I Liars tornano a furor di popolo, con un nuovo, sconcertante, affresco musicale. Dopo aver giocato con la forma canzone più tradizionale possibile, traghettando i Jesus and Mary Chain nel nuovo millennio, con una semplicità  rock a tratti godibilissima ma alla lunga scontata, che pervade il disco omonimo di appena tre anni fa, il terzetto newyorchese decide di ritornare a quella forma primitiva, ancestrale, da sabba, dei loro capolavori più riusciti, “They Were Wrong so We Drowned” e “Drum’s not Dead” e lo fa nella maniera più “cinematica” possibile.

Un incubo Lynchiano, un sottofondo inquietante di pianoforti in pezzi, violini dissonanti, tube roboanti e chitarre in deflagrazione, fanno capolino qua e là  in questa nuova creatura musicale chiamata “Sisterworld”, che avrebbe fatto tremare le vene ed i polsi al peggior serial killer o assurto da degno sottofondo ad un film noir, come “Il Giorno del Falco” o film horror a sfondo psicologico come “Rosemary’s Baby”.
Un disco molto difficile, claustrofobico, di non facile accesso, ma che disvela tutta la sua sconcertante bellezza dopo ripetuti ed ossessivi ascolti. “Scissor” che apre le danze, con le sue voci salmodiate e la litania quasi funebre scandita dall’organo hammond, sembra quasi la celebrazione di un sabba o di un sacrificio umano che trasporta l’ascoltatore in una zona morta, tra veglia, sonno ed allucinazione, per poi scaraventarlo con prepotenza nelle fiamme dell’inferno, con il suo deflagrare di chitarre, basso e batteria, per poi ricondurlo nella zona primigena della creazione o della morte, a seconda dell’angolo di visuale che gli si voglia conferire.
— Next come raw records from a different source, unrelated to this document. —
//! Literal, case-insensitive pattern counting.
//!
//! Occurrences are counted left to right without overlap: once a match is
//! found the scan resumes after its last character, so `"AAA"` holds a single
//! `"AA"`. Line breaks are ordinary characters and the sequence is never split.

/// A sequence normalized for matching.
///
/// Upper-cases the input once so that many candidates can be counted against
/// it without repeating the work.
#[derive(Debug, Clone, PartialEq, Eq, Default)]
pub struct Sequence(String);

impl Sequence {
    /// Normalizes `raw` for case-insensitive matching.
    #[must_use]
    pub fn new(raw: &str) -> Self {
        Self(raw.to_ascii_uppercase())
    }

    /// The normalized sequence.
    #[must_use]
    pub fn as_str(&self) -> &str {
        &self.0
    }

    /// Length of the sequence in bytes.
    #[must_use]
    pub fn len(&self) -> usize {
        self.0.len()
    }

    /// Returns `true` if the sequence is empty.
    #[must_use]
    pub fn is_empty(&self) -> bool {
        self.0.is_empty()
    }

    /// Counts non-overlapping occurrences of `pattern`, ignoring case.
    ///
    /// An empty pattern never matches.
    #[must_use]
    pub fn count(&self, pattern: &str) -> usize {
        if pattern.is_empty() || pattern.len() > self.0.len() {
            return 0;
        }
        if pattern.bytes().any(|b| b.is_ascii_lowercase()) {
            return self.0.matches(&pattern.to_ascii_uppercase()).count();
        }
        self.0.matches(pattern).count()
    }
}

impl From<&str> for Sequence {
    fn from(raw: &str) -> Self {
        Self::new(raw)
    }
}

/// Counts non-overlapping, case-insensitive literal occurrences of `pattern`.
///
/// ```rust
/// use kmergen::matcher::count_occurrences;
///
/// assert_eq!(count_occurrences("aaTT", "AATT"), 1);
/// assert_eq!(count_occurrences("AAAA", "aa"), 2);
/// ```
#[must_use]
pub fn count_occurrences(sequence: &str, pattern: &str) -> usize {
    Sequence::new(sequence).count(pattern)
}

#[cfg(test)]
mod tests {
    use super::*;

    #[test]
    fn case_insensitive() {
        assert_eq!(count_occurrences("aaTT", "AATT"), 1);
        assert_eq!(count_occurrences("AATT", "aatt"), 1);
        assert_eq!(count_occurrences("aCgT", "cg"), 1);
    }

    #[test]
    fn non_overlapping_scan() {
        assert_eq!(count_occurrences("AAA", "AA"), 1);
        assert_eq!(count_occurrences("AAAA", "AA"), 2);
        assert_eq!(count_occurrences("ACACA", "ACA"), 1);
    }

    #[test]
    fn no_match() {
        assert_eq!(count_occurrences("ACGT", "TTT"), 0);
        assert_eq!(count_occurrences("", "A"), 0);
        assert_eq!(count_occurrences("AC", "ACG"), 0);
    }

    #[test]
    fn empty_pattern_never_matches() {
        assert_eq!(count_occurrences("ACGT", ""), 0);
    }

    #[test]
    fn line_breaks_are_literal() {
        assert_eq!(count_occurrences("AC\nGT", "CG"), 0);
        assert_eq!(count_occurrences("AC\nAC", "AC"), 2);
    }

    #[test]
    fn ambiguity_codes_are_literal() {
        assert_eq!(count_occurrences("AAR", "AAR"), 1);
        assert_eq!(count_occurrences("AAG", "AAR"), 0);
        assert_eq!(count_occurrences("AAN", "AAA"), 0);
    }

    #[test]
    fn sequence_is_normalized_once() {
        let seq = Sequence::new("gattaca");
        assert_eq!(seq.as_str(), "GATTACA");
        assert_eq!(seq.len(), 7);
        assert_eq!(seq.count("TA"), 1);
        assert_eq!(seq.count("a"), 3);
    }
}
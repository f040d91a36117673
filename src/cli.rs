//! Command-line interface definition.

use clap::{Parser, ValueEnum};

/// Counts every k-mer of a nucleotide base set in a DNA or RNA sequence.
#[derive(Parser, Debug)]
#[command(name = "kmergen")]
#[command(version, about, long_about = None)]
pub struct Args {
    /// DNA or RNA sequence to scan, e.g. AUCAUCAUGGGAUAUAUUGG
    #[arg(short, long)]
    pub sequence: String,

    /// K-mer length (a positive integer)
    #[arg(short, long, default_value = "2", allow_hyphen_values = true)]
    pub k: String,

    /// Base set: pure, dubious2, dubious3 or full
    #[arg(short, long = "base-set", alias = "base_set", default_value = "pure")]
    pub base_set: String,

    /// Output format
    #[arg(short, long, value_enum, default_value = "json")]
    pub format: OutputFormat,

    /// Minimum count threshold (k-mers below this are excluded)
    #[arg(short, long, default_value = "1")]
    pub min_count: usize,

    /// Print the meaning of every nucleotide symbol before counting
    #[arg(short, long)]
    pub describe: bool,

    /// Count candidates in parallel
    #[arg(short, long)]
    pub parallel: bool,

    /// Suppress informational output (only output k-mer counts)
    #[arg(short, long)]
    pub quiet: bool,
}

/// Output format for k-mer counts.
#[derive(Debug, Clone, Copy, PartialEq, Eq, ValueEnum, Default)]
pub enum OutputFormat {
    /// JSON object ({"kmer": count, ...})
    #[default]
    Json,
    /// Tab-separated values (kmer\tcount)
    Tsv,
    /// FASTA-like format (>{count}\n{kmer})
    Fasta,
}
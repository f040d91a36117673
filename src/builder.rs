//! Builder pattern API for ergonomic k-mer counting.
//!
//! This module provides a fluent builder interface for configuring and executing
//! k-mer counting operations.
//!
//! # Example
//!
//! ```rust
//! use kmergen::alphabet::BaseSet;
//! use kmergen::builder::KmerCounter;
//!
//! let counts = KmerCounter::new()
//!     .k(3)?
//!     .base_set(BaseSet::Dubious2)
//!     .count("AUCAUCAUGGGAUAUAUUGGCCCCCUAARCUUAUAUCUCUGGSAAUGACUCUAUAUU")?;
//!
//! assert_eq!(counts.get("AUC"), Some(&3));
//! assert_eq!(counts.get("AAR"), Some(&1));
//! # Ok::<(), kmergen::error::KmerGenError>(())
//! ```

use std::io::Write;

use crate::{
    alphabet::BaseSet,
    cli::OutputFormat,
    error::{KmerGenError, KmerLengthError},
    kmer::KmerLength,
    matcher::Sequence,
    run::{count_validated, count_validated_parallel, write_counts, KmerCounts},
};

/// A builder for configuring k-mer counting operations.
///
/// Use [`KmerCounter::new()`] to create a new builder, configure it with the
/// fluent API, then call [`count()`](KmerCounter::count) or
/// [`count_to_writer()`](KmerCounter::count_to_writer) to execute.
#[derive(Debug, Clone)]
pub struct KmerCounter {
    k: Option<KmerLength>,
    base_set: BaseSet,
    min_count: usize,
    format: OutputFormat,
    parallel: bool,
}

impl Default for KmerCounter {
    fn default() -> Self {
        Self::new()
    }
}

impl KmerCounter {
    /// Creates a new `KmerCounter` builder with default settings.
    ///
    /// Default settings:
    /// - `k`: None (must be set before counting)
    /// - `base_set`: [`BaseSet::Pure`]
    /// - `min_count`: 1 (include all observed k-mers)
    /// - `format`: JSON
    /// - `parallel`: false
    #[must_use]
    pub const fn new() -> Self {
        Self {
            k: None,
            base_set: BaseSet::Pure,
            min_count: 1,
            format: OutputFormat::Json,
            parallel: false,
        }
    }

    /// Sets the k-mer length.
    ///
    /// # Errors
    ///
    /// Returns [`KmerLengthError`] if `k` is zero.
    ///
    /// # Example
    ///
    /// ```rust
    /// use kmergen::builder::KmerCounter;
    ///
    /// let counter = KmerCounter::new().k(4)?;
    /// # Ok::<(), kmergen::error::KmerLengthError>(())
    /// ```
    pub fn k(mut self, k: usize) -> Result<Self, KmerLengthError> {
        self.k = Some(KmerLength::new(k)?);
        Ok(self)
    }

    /// Sets the k-mer length from a pre-validated `KmerLength`.
    #[must_use]
    pub const fn k_validated(mut self, k: KmerLength) -> Self {
        self.k = Some(k);
        self
    }

    /// Sets the base set candidates are drawn from.
    #[must_use]
    pub const fn base_set(mut self, base_set: BaseSet) -> Self {
        self.base_set = base_set;
        self
    }

    /// Sets the minimum count threshold.
    ///
    /// K-mers with counts below this threshold will be excluded from results.
    /// Default is 1 (include every k-mer that occurs).
    #[must_use]
    pub const fn min_count(mut self, min_count: usize) -> Self {
        self.min_count = min_count;
        self
    }

    /// Sets the output format for [`count_to_writer()`](Self::count_to_writer).
    #[must_use]
    pub const fn format(mut self, format: OutputFormat) -> Self {
        self.format = format;
        self
    }

    /// Counts candidates on the rayon thread pool when `true`.
    #[must_use]
    pub const fn parallel(mut self, parallel: bool) -> Self {
        self.parallel = parallel;
        self
    }

    /// Counts k-mers in `sequence`.
    ///
    /// # Errors
    ///
    /// Returns [`KmerGenError::KmerLengthNotSet`] if `k` has not been set, or
    /// [`KmerGenError::InvalidArgument`] if a parallel run has more candidates
    /// than fit in a `usize`.
    pub fn count(&self, sequence: &str) -> Result<KmerCounts, KmerGenError> {
        let k = self.k.ok_or(KmerGenError::KmerLengthNotSet)?;
        let sequence = Sequence::new(sequence);

        let counts = if self.parallel {
            count_validated_parallel(&sequence, k, self.base_set)?
        } else {
            count_validated(&sequence, k, self.base_set)
        };

        // Apply min_count filter
        if self.min_count > 1 {
            Ok(counts
                .into_iter()
                .filter(|(_, count)| *count >= self.min_count)
                .collect())
        } else {
            Ok(counts)
        }
    }

    /// Counts k-mers and writes results to a writer in enumeration order.
    ///
    /// # Errors
    ///
    /// Returns an error if `k` has not been set or output cannot be written.
    ///
    /// # Example
    ///
    /// ```rust
    /// use kmergen::builder::KmerCounter;
    /// use kmergen::cli::OutputFormat;
    ///
    /// let mut out = Vec::new();
    /// KmerCounter::new()
    ///     .k(2)?
    ///     .format(OutputFormat::Tsv)
    ///     .count_to_writer("AATT", &mut out)?;
    ///
    /// assert_eq!(String::from_utf8(out)?, "AA\t1\nAT\t1\nTT\t1\n");
    /// # Ok::<(), Box<dyn std::error::Error>>(())
    /// ```
    pub fn count_to_writer<W: Write>(
        &self,
        sequence: &str,
        mut writer: W,
    ) -> Result<(), KmerGenError> {
        let counts = self.count(sequence)?;
        write_counts(
            &mut writer,
            &counts,
            self.base_set,
            self.format,
            self.min_count,
        )
    }

    /// Returns the configured k-mer length, if set.
    #[must_use]
    pub const fn get_k(&self) -> Option<KmerLength> {
        self.k
    }

    /// Returns the configured base set.
    #[must_use]
    pub const fn get_base_set(&self) -> BaseSet {
        self.base_set
    }

    /// Returns the configured minimum count threshold.
    #[must_use]
    pub const fn get_min_count(&self) -> usize {
        self.min_count
    }

    /// Returns the configured output format.
    #[must_use]
    pub const fn get_format(&self) -> OutputFormat {
        self.format
    }
}

#[cfg(test)]
mod tests {
    use super::*;

    #[test]
    fn builder_default() {
        let counter = KmerCounter::new();
        assert!(counter.get_k().is_none());
        assert_eq!(counter.get_base_set(), BaseSet::Pure);
        assert_eq!(counter.get_min_count(), 1);
        assert_eq!(counter.get_format(), OutputFormat::Json);
    }

    #[test]
    fn builder_k_invalid() {
        assert!(KmerCounter::new().k(0).is_err());
    }

    #[test]
    fn builder_chained() {
        let counter = KmerCounter::new()
            .k(3)
            .unwrap()
            .base_set(BaseSet::Full)
            .min_count(2)
            .format(OutputFormat::Fasta);

        assert_eq!(counter.get_k().unwrap().get(), 3);
        assert_eq!(counter.get_base_set(), BaseSet::Full);
        assert_eq!(counter.get_min_count(), 2);
        assert_eq!(counter.get_format(), OutputFormat::Fasta);
    }

    #[test]
    fn builder_k_validated() {
        let k = KmerLength::new(5).unwrap();
        let counter = KmerCounter::new().k_validated(k);
        assert_eq!(counter.get_k(), Some(k));
    }

    #[test]
    fn builder_count_without_k_fails() {
        let result = KmerCounter::new().count("ACGT");
        assert!(matches!(result, Err(KmerGenError::KmerLengthNotSet)));
    }

    #[test]
    fn builder_min_count_filters() {
        let counts = KmerCounter::new()
            .k(2)
            .unwrap()
            .min_count(2)
            .count("AAAATT")
            .unwrap();
        assert_eq!(counts.len(), 1);
        assert_eq!(counts.get("AA"), Some(&2));
    }

    #[test]
    fn builder_parallel_agrees() {
        let counter = KmerCounter::new().k(2).unwrap().base_set(BaseSet::Full);
        let sequential = counter.count("NNACGTRYN").unwrap();
        let parallel = counter.clone().parallel(true).count("NNACGTRYN").unwrap();
        assert_eq!(sequential, parallel);
    }
}
//! Fuzz target for base set and k-mer length parsing.
//!
//! Parsing must never panic, and whatever parses must display back to a name
//! that parses to the same value.

#![no_main]

use kmergen::alphabet::BaseSet;
use kmergen::kmer::KmerLength;
use libfuzzer_sys::fuzz_target;

fuzz_target!(|input: &str| {
    if let Ok(base_set) = input.parse::<BaseSet>() {
        assert_eq!(base_set.to_string().parse::<BaseSet>().ok(), Some(base_set));
    }

    if let Ok(k) = input.parse::<KmerLength>() {
        assert!(k.get() >= KmerLength::MIN);
    }
});
//! K-mer length validation and candidate enumeration.
//!
//! Candidates are every k-length string over a base set's symbols, repetition
//! allowed, produced in lexicographic order of the base set's declared symbol
//! order (the last position varies fastest).
//!
//! # Example
//!
//! ```rust
//! use kmergen::alphabet::BaseSet;
//! use kmergen::kmer::{enumerate, KmerLength};
//!
//! let k = KmerLength::new(2)?;
//! let kmers: Vec<String> = enumerate(BaseSet::Pure, k).collect();
//!
//! assert_eq!(kmers.len(), 25);
//! assert_eq!(kmers[0], "AA");
//! assert_eq!(kmers[24], "UU");
//! # Ok::<(), kmergen::error::KmerLengthError>(())
//! ```

use std::{fmt, iter::FusedIterator, str::FromStr};

use crate::{
    alphabet::{resolve_tier, BaseSet},
    error::{KmerGenError, KmerLengthError},
};

/// A validated k-mer length (`k >= 1`).
///
/// There is no upper bound: the candidate space grows as `|alphabet|^k` and
/// callers are responsible for keeping `k` tractable.
#[derive(Debug, Clone, Copy, PartialEq, Eq, PartialOrd, Ord, Hash)]
pub struct KmerLength(usize);

impl KmerLength {
    /// Smallest accepted k-mer length.
    pub const MIN: usize = 1;

    /// Creates a new `KmerLength`, rejecting zero.
    ///
    /// # Errors
    ///
    /// Returns [`KmerLengthError`] if `k` is zero.
    pub const fn new(k: usize) -> Result<Self, KmerLengthError> {
        if k < Self::MIN {
            return Err(KmerLengthError { k, min: Self::MIN });
        }
        Ok(Self(k))
    }

    /// Returns the length as a `usize`.
    #[must_use]
    pub const fn get(self) -> usize {
        self.0
    }
}

impl TryFrom<usize> for KmerLength {
    type Error = KmerLengthError;

    fn try_from(k: usize) -> Result<Self, Self::Error> {
        Self::new(k)
    }
}

impl FromStr for KmerLength {
    type Err = KmerGenError;

    /// Parses a k-mer length from user input.
    ///
    /// Non-integers, zero and negative values are all rejected with
    /// [`KmerGenError::InvalidArgument`].
    fn from_str(s: &str) -> Result<Self, Self::Err> {
        let k: i64 = s
            .trim()
            .parse()
            .map_err(|_| KmerGenError::InvalidArgument {
                details: format!("'{s}' is not a valid k-mer length"),
            })?;
        if k < 1 {
            return Err(KmerGenError::InvalidArgument {
                details: format!("k-mer length must be at least {}, got {k}", Self::MIN),
            });
        }
        let k = usize::try_from(k).map_err(|_| KmerGenError::InvalidArgument {
            details: format!("k-mer length {k} does not fit in memory"),
        })?;
        Ok(Self::new(k)?)
    }
}

impl fmt::Display for KmerLength {
    fn fmt(&self, f: &mut fmt::Formatter<'_>) -> fmt::Result {
        write!(f, "{}", self.0)
    }
}

/// Number of candidates for a base set and k, or `None` if it overflows `usize`.
#[must_use]
pub fn candidate_count(tier: BaseSet, k: KmerLength) -> Option<usize> {
    let k = u32::try_from(k.get()).ok()?;
    resolve_tier(tier).len().checked_pow(k)
}

/// Lazily enumerates every k-mer candidate of a base set.
pub fn enumerate(tier: BaseSet, k: KmerLength) -> Kmers {
    Kmers::new(resolve_tier(tier), k)
}

/// Iterator over all k-length strings of a symbol set.
///
/// Walks the candidate space like an odometer: one index per position, the
/// rightmost index turning over first.
#[derive(Debug, Clone)]
pub struct Kmers {
    bases: Vec<char>,
    indices: Vec<usize>,
    remaining: Option<usize>,
    exhausted: bool,
}

impl Kmers {
    fn new(bases: Vec<char>, k: KmerLength) -> Self {
        let remaining = u32::try_from(k.get())
            .ok()
            .and_then(|exp| bases.len().checked_pow(exp));
        Self {
            exhausted: bases.is_empty(),
            indices: vec![0; k.get()],
            bases,
            remaining,
        }
    }

    /// Symbols the candidates are built from, in enumeration order.
    #[must_use]
    pub fn bases(&self) -> &[char] {
        &self.bases
    }

    /// Decodes the candidate at `rank` in enumeration order.
    ///
    /// `rank` is read as a base-`|alphabet|` number with `k` digits, so
    /// `nth_candidate(0)` is the first candidate regardless of how far this
    /// iterator has advanced. Ranks past the end wrap around.
    ///
    /// ```rust
    /// use kmergen::alphabet::BaseSet;
    /// use kmergen::kmer::{enumerate, KmerLength};
    ///
    /// let kmers = enumerate(BaseSet::Pure, KmerLength::new(3)?);
    /// assert_eq!(kmers.nth_candidate(0), "AAA");
    /// assert_eq!(kmers.nth_candidate(7), "ACG");
    /// # Ok::<(), kmergen::error::KmerLengthError>(())
    /// ```
    #[must_use]
    pub fn nth_candidate(&self, rank: usize) -> String {
        let radix = self.bases.len();
        let mut rank = rank;
        let mut kmer = vec![self.bases[0]; self.indices.len()];
        for slot in kmer.iter_mut().rev() {
            *slot = self.bases[rank % radix];
            rank /= radix;
        }
        kmer.into_iter().collect()
    }

    /// Moves the odometer forward, returning `false` once it wraps around.
    fn advance(&mut self) -> bool {
        let radix = self.bases.len();
        for index in self.indices.iter_mut().rev() {
            *index += 1;
            if *index < radix {
                return true;
            }
            *index = 0;
        }
        false
    }
}

impl Iterator for Kmers {
    type Item = String;

    fn next(&mut self) -> Option<Self::Item> {
        if self.exhausted {
            return None;
        }
        let kmer: String = self.indices.iter().map(|&i| self.bases[i]).collect();
        self.exhausted = !self.advance();
        self.remaining = self.remaining.map(|n| n.saturating_sub(1));
        Some(kmer)
    }

    fn size_hint(&self) -> (usize, Option<usize>) {
        if self.exhausted {
            return (0, Some(0));
        }
        self.remaining
            .map_or((usize::MAX, None), |n| (n, Some(n)))
    }
}

impl FusedIterator for Kmers {}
C’è spazio anche per inquietanti iterazioni alla P.I.L., colorate da violini impazziti e chitarre in dissonanza (“Here Comes All The People”), riflessioni rumoristiche degne della migliore tradizione Can (“Drip”), di nuovo i Jesus and Mary Chain in acido (“Scarecrow On A Killer Slant”) ed infine maestosi excursus in terra Barrettiana (“I Still Can See an Outside World”) a cantare la desolazione e la disperazione di una città  come Los Angeles e le sue mille facce, la sua frenesia, la sua morte spirituale.
Ma la vera, scintillante, pietra angolare di questo disco favoloso è “Goodnight Everything”, che suona come un Morricone all’Inferno accompagnato dai Cramps: un vero e proprio incubo sonoro, capace di sconcertare anche i cuori più impavidi. Da non credere alle proprie orecchie.

Completa l’edizione speciale dell’album, un disco supplementare (“Watermarked”) di godibilissimi remix ad opera di illustri e geniali amici (Thom Yorke, Alan Vega, Blonde Redhead tra gli altri), a sancire l’ennesima riconferma di un gruppo geniale ed unico. Sabbath Bloody Sabbath.